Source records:

◆ ◆ ◆ ◆ ◆

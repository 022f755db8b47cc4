//! Pure-data automaton definitions.
//!
//! Definitions are what the surrounding application supplies (the built-in
//! catalog is written in this form). `compile` runs the well-formedness
//! check and builds the executable, graph-backed machine; a definition that
//! fails to compile must be rejected before any simulation.

use hashbrown::HashMap;
use petgraph::{Direction, graph::DiGraph, visit::EdgeRef};
use serde::{Deserialize, Serialize};

use crate::automaton::{
    MalformedAutomaton,
    dfa::{Dfa, node::StateNode},
    pda::{Pda, PdaEdge, PdaNode},
};

/// One transition entry of a definition.
///
/// `symbols` lists every symbol that jointly triggers this move; an empty
/// list means an epsilon move (PDA only). Joint symbols are expanded into
/// per-symbol edges at compile time, so lookups during stepping are always
/// by exact (state, single symbol) pair.
#[derive(Debug, Clone, PartialEq, Eq, Serialize, Deserialize)]
pub struct TransitionDef {
    pub from: String,
    pub symbols: Vec<char>,
    pub to: String,
}

impl TransitionDef {
    /// `symbols` holds one character per triggering symbol; pass `""` for
    /// an epsilon move.
    pub fn new(from: impl Into<String>, symbols: &str, to: impl Into<String>) -> Self {
        TransitionDef {
            from: from.into(),
            symbols: symbols.chars().collect(),
            to: to.into(),
        }
    }

    pub fn is_epsilon(&self) -> bool {
        self.symbols.is_empty()
    }
}

/// A DFA as pure data, prior to compilation.
#[derive(Debug, Clone, PartialEq, Eq, Serialize, Deserialize)]
pub struct DfaDefinition {
    pub states: Vec<String>,
    pub alphabet: Vec<char>,
    pub start_state: String,
    pub end_states: Vec<String>,
    pub transitions: Vec<TransitionDef>,
}

impl DfaDefinition {
    /// Checks every structural invariant without building the machine.
    pub fn check(&self) -> Result<(), MalformedAutomaton> {
        self.compile().map(|_| ())
    }

    pub fn compile(&self) -> Result<Dfa, MalformedAutomaton> {
        let mut graph = DiGraph::new();
        let mut states = HashMap::new();

        for name in &self.states {
            if states.contains_key(name) {
                return Err(MalformedAutomaton::DuplicateState {
                    state: name.clone(),
                });
            }
            let accepting = self.end_states.contains(name);
            let index = graph.add_node(StateNode::new(name.clone(), accepting));
            states.insert(name.clone(), index);
        }

        for name in &self.end_states {
            if !states.contains_key(name) {
                return Err(MalformedAutomaton::UnknownAcceptingState {
                    state: name.clone(),
                });
            }
        }

        let start =
            *states
                .get(&self.start_state)
                .ok_or_else(|| MalformedAutomaton::UnknownStartState {
                    state: self.start_state.clone(),
                })?;

        for transition in &self.transitions {
            let from = *states.get(&transition.from).ok_or_else(|| {
                MalformedAutomaton::UnknownTransitionSource {
                    state: transition.from.clone(),
                }
            })?;
            let to = *states.get(&transition.to).ok_or_else(|| {
                MalformedAutomaton::UnknownTransitionTarget {
                    state: transition.from.clone(),
                    target: transition.to.clone(),
                }
            })?;

            if transition.is_epsilon() {
                return Err(MalformedAutomaton::EpsilonNotAllowed {
                    state: transition.from.clone(),
                });
            }

            for &symbol in &transition.symbols {
                if !self.alphabet.contains(&symbol) {
                    return Err(MalformedAutomaton::SymbolNotInAlphabet {
                        state: transition.from.clone(),
                        symbol,
                    });
                }

                let existing = graph
                    .edges_directed(from, Direction::Outgoing)
                    .find(|edge| *edge.weight() == symbol)
                    .map(|edge| edge.target());
                match existing {
                    Some(target) if target != to => {
                        return Err(MalformedAutomaton::ConflictingTransition {
                            state: transition.from.clone(),
                            symbol: Some(symbol),
                            existing: graph[target].name.clone(),
                            conflicting: transition.to.clone(),
                        });
                    }
                    // An exact duplicate entry is harmless, skip it.
                    Some(_) => {}
                    None => {
                        graph.add_edge(from, to, symbol);
                    }
                }
            }
        }

        Ok(Dfa::from_parts(graph, start, self.alphabet.clone(), states))
    }
}

/// A PDA as pure data, prior to compilation.
///
/// `push_states` and `pop_states` are carried through to rendering but do
/// not influence stepping.
#[derive(Debug, Clone, PartialEq, Eq, Serialize, Deserialize)]
pub struct PdaDefinition {
    pub states: Vec<String>,
    pub alphabet: Vec<char>,
    pub start_state: String,
    pub push_states: Vec<String>,
    pub pop_states: Vec<String>,
    pub accept_states: Vec<String>,
    pub transitions: Vec<TransitionDef>,
}

impl PdaDefinition {
    /// Checks every structural invariant without building the machine.
    pub fn check(&self) -> Result<(), MalformedAutomaton> {
        self.compile().map(|_| ())
    }

    pub fn compile(&self) -> Result<Pda, MalformedAutomaton> {
        let mut graph = DiGraph::new();
        let mut states = HashMap::new();

        for name in &self.states {
            if states.contains_key(name) {
                return Err(MalformedAutomaton::DuplicateState {
                    state: name.clone(),
                });
            }
            let mut node = PdaNode::new(name.clone(), self.accept_states.contains(name));
            node.push = self.push_states.contains(name);
            node.pop = self.pop_states.contains(name);
            let index = graph.add_node(node);
            states.insert(name.clone(), index);
        }

        for name in &self.accept_states {
            if !states.contains_key(name) {
                return Err(MalformedAutomaton::UnknownAcceptingState {
                    state: name.clone(),
                });
            }
        }
        for name in &self.push_states {
            if !states.contains_key(name) {
                return Err(MalformedAutomaton::UnknownPushState {
                    state: name.clone(),
                });
            }
        }
        for name in &self.pop_states {
            if !states.contains_key(name) {
                return Err(MalformedAutomaton::UnknownPopState {
                    state: name.clone(),
                });
            }
        }

        let start =
            *states
                .get(&self.start_state)
                .ok_or_else(|| MalformedAutomaton::UnknownStartState {
                    state: self.start_state.clone(),
                })?;

        for transition in &self.transitions {
            let from = *states.get(&transition.from).ok_or_else(|| {
                MalformedAutomaton::UnknownTransitionSource {
                    state: transition.from.clone(),
                }
            })?;
            let to = *states.get(&transition.to).ok_or_else(|| {
                MalformedAutomaton::UnknownTransitionTarget {
                    state: transition.from.clone(),
                    target: transition.to.clone(),
                }
            })?;

            let labels = if transition.is_epsilon() {
                vec![PdaEdge::Epsilon]
            } else {
                transition
                    .symbols
                    .iter()
                    .map(|&symbol| PdaEdge::Symbol(symbol))
                    .collect()
            };

            for label in labels {
                if let PdaEdge::Symbol(symbol) = label
                    && !self.alphabet.contains(&symbol)
                {
                    return Err(MalformedAutomaton::SymbolNotInAlphabet {
                        state: transition.from.clone(),
                        symbol,
                    });
                }

                let existing = graph
                    .edges_directed(from, Direction::Outgoing)
                    .find(|edge| *edge.weight() == label)
                    .map(|edge| edge.target());
                match existing {
                    Some(target) if target != to => {
                        return Err(MalformedAutomaton::ConflictingTransition {
                            state: transition.from.clone(),
                            symbol: label.symbol(),
                            existing: graph[target].name.clone(),
                            conflicting: transition.to.clone(),
                        });
                    }
                    Some(_) => {}
                    None => {
                        graph.add_edge(from, to, label);
                    }
                }
            }
        }

        Ok(Pda::from_parts(graph, start, self.alphabet.clone(), states))
    }
}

◆ ◆ ◆ ◆ ◆

= DESCRIPTION OF THE TASK =
Find and copy each line above holding "exact".

= REPLY =
/// by exact (state, single symbol) pair.
                    // An exact duplicate entry is harmless, skip it.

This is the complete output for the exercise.